New powers will be made available at the end of this month to the authorities in their efforts to combat money laundering through the ability to apply for unexplained wealth orders (“UWOs”). The new provisions, which work by supplementing relevant provisions in the Proceeds of Crime Act 2002 s.362, were clearly inspired by the Panamanian Papers incident which revealed just how successful those with questionable funds could be in hiding their wealth away. These High Court orders place an obligation on two sets of people – politically exposed persons (“PEPs”) and those involved in serious crime – to respond to an order for disclosure of the nature and extent of their finances and interest in property and an explanation of how it was acquired. Failure to respond to such an order can result in it being deemed to be recoverable, which may mean that it is confiscated in pursuance of part 5 of POCA in any event, and there are also offences in relation to knowingly or recklessly providing false or misleading information. The original minimum level of £100,000 for such an order to be made was reduced in the bill’s passage through Parliament to £50,000.
There are also ancillary provisions for an interim freezing order to be made in conjunction with an UWO where the court considers it to be necessary to avoid the risk that any recovery order might subsequently be frustrated. The effect of the order will be to prohibit the respondent from dealing with the property in question in any way while the order is in place, but there is a right to compensation in certain circumstances where losses can be linked to a serious default on the part of the enforcement agency concerned.

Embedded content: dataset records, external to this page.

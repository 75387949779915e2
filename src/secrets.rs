//! API keys loaded once at startup from a dotenv-style key file.

use crate::error::SecretsError;
use std::collections::HashMap;
use std::fmt;
use std::fs;
use std::io::ErrorKind;
use std::path::{Path, PathBuf};

pub const CHATBOT_KEY: &str = "chatbot_api_key";
pub const TRACING_KEY: &str = "langsmith_api_key";

/// Keys needed by the completion client and the run tracer
#[derive(Clone)]
pub struct Secrets {
    chatbot_api_key: String,
    tracing_api_key: Option<String>,
}

impl fmt::Debug for Secrets {
    fn fmt(&self, f: &mut fmt::Formatter<'_>) -> fmt::Result {
        f.debug_struct("Secrets")
            .field("chatbot_api_key", &"<redacted>")
            .field(
                "tracing_api_key",
                &self.tracing_api_key.as_ref().map(|_| "<redacted>"),
            )
            .finish()
    }
}

impl Secrets {
    pub fn new(chatbot_api_key: impl Into<String>, tracing_api_key: Option<String>) -> Self {
        Self {
            chatbot_api_key: chatbot_api_key.into(),
            tracing_api_key,
        }
    }

    /// Load from the key file, falling back to upper-cased environment variables.
    ///
    /// Fails if the chatbot key is found in neither place.
    pub fn load(path: &Path) -> Result<Self, SecretsError> {
        Self::load_with(path, |name| std::env::var(name).ok())
    }

    pub fn load_with(
        path: &Path,
        env: impl Fn(&str) -> Option<String>,
    ) -> Result<Self, SecretsError> {
        let file = match fs::read_to_string(path) {
            Ok(content) => parse_key_file(&content),
            Err(e) if e.kind() == ErrorKind::NotFound => {
                tracing::debug!(path = %path.display(), "key file not found, using environment only");
                HashMap::new()
            }
            Err(source) => {
                return Err(SecretsError::Read {
                    path: path.to_path_buf(),
                    source,
                });
            }
        };

        let present = |value: &String| !value.trim().is_empty();
        let lookup = |name: &str| {
            file.get(name)
                .filter(|value| present(value))
                .cloned()
                .or_else(|| env(&name.to_uppercase()).filter(present))
        };

        let chatbot_api_key = lookup(CHATBOT_KEY).ok_or_else(|| SecretsError::MissingKey {
            name: CHATBOT_KEY,
            path: PathBuf::from(path),
        })?;

        Ok(Self {
            chatbot_api_key,
            tracing_api_key: lookup(TRACING_KEY),
        })
    }

    pub fn chatbot_api_key(&self) -> &str {
        &self.chatbot_api_key
    }

    pub fn tracing_api_key(&self) -> Option<&str> {
        self.tracing_api_key.as_deref()
    }
}

/// Parse `KEY=VALUE` lines. Comments, blank lines, `export ` prefixes and
/// matching outer quotes are handled; anything else without `=` is skipped.
pub fn parse_key_file(content: &str) -> HashMap<String, String> {
    let mut values = HashMap::new();

    for line in content.lines() {
        let line = line.trim();
        if line.is_empty() || line.starts_with('#') {
            continue;
        }
        let line = line.strip_prefix("export ").unwrap_or(line);
        let Some((key, value)) = line.split_once('=') else {
            continue;
        };

        let key = key.trim();
        if key.is_empty() {
            continue;
        }
        values.insert(key.to_string(), unquote(value.trim()).to_string());
    }

    values
}

fn unquote(value: &str) -> &str {
    for quote in ['"', '\''] {
        if value.len() >= 2 && value.starts_with(quote) && value.ends_with(quote) {
            return &value[1..value.len() - 1];
        }
    }
    // Unquoted values may carry a trailing comment
    match value.find(" #") {
        Some(pos) => value[..pos].trim_end(),
        None => value,
    }
}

A number of concerns have been expressed about UWOs, mostly on civil liberties grounds in that liability might arise without any proof of criminal conduct, and also as to the uses that such information might be put to. In this regard, the new s.362F provides that the replies provided by the respondent may not be used against them in criminal proceedings, and it should also be noted that legal professional privilege is again a defence to not responding. Although it might be unlikely that most firms will encounter these processes it is important that Money Laundering Reporting Officers, in particular, are aware of them and can advise their clients on the issue if it does arise in the course of their work for them.
The other notable change in the Criminal Finances Act is the new offence of facilitating tax evasion, also in force from the end of September. Liability will only arise for relevant organisations, whether incorporated or not, and so do not extend to individual advisers. Rather as in the Bribery Act 2010 there is a defence of having adopted reasonable prevention procedures whereby liability will not arise if the organisation can “demonstrate that it has put in place a system of reasonable prevention procedures that identifies and mitigates its tax evasion facilitation risks”. HMRC guidance on the sorts of measures that need to be in place was made available some time ago. In all probability a simple policy statement linked to Principle 1 in the SRA Handbook requiring all concerned to uphold the rule of law and the proper administration of justice should suffice, coupled to more detailed procedures to cover circumstances where evasion might be a risk.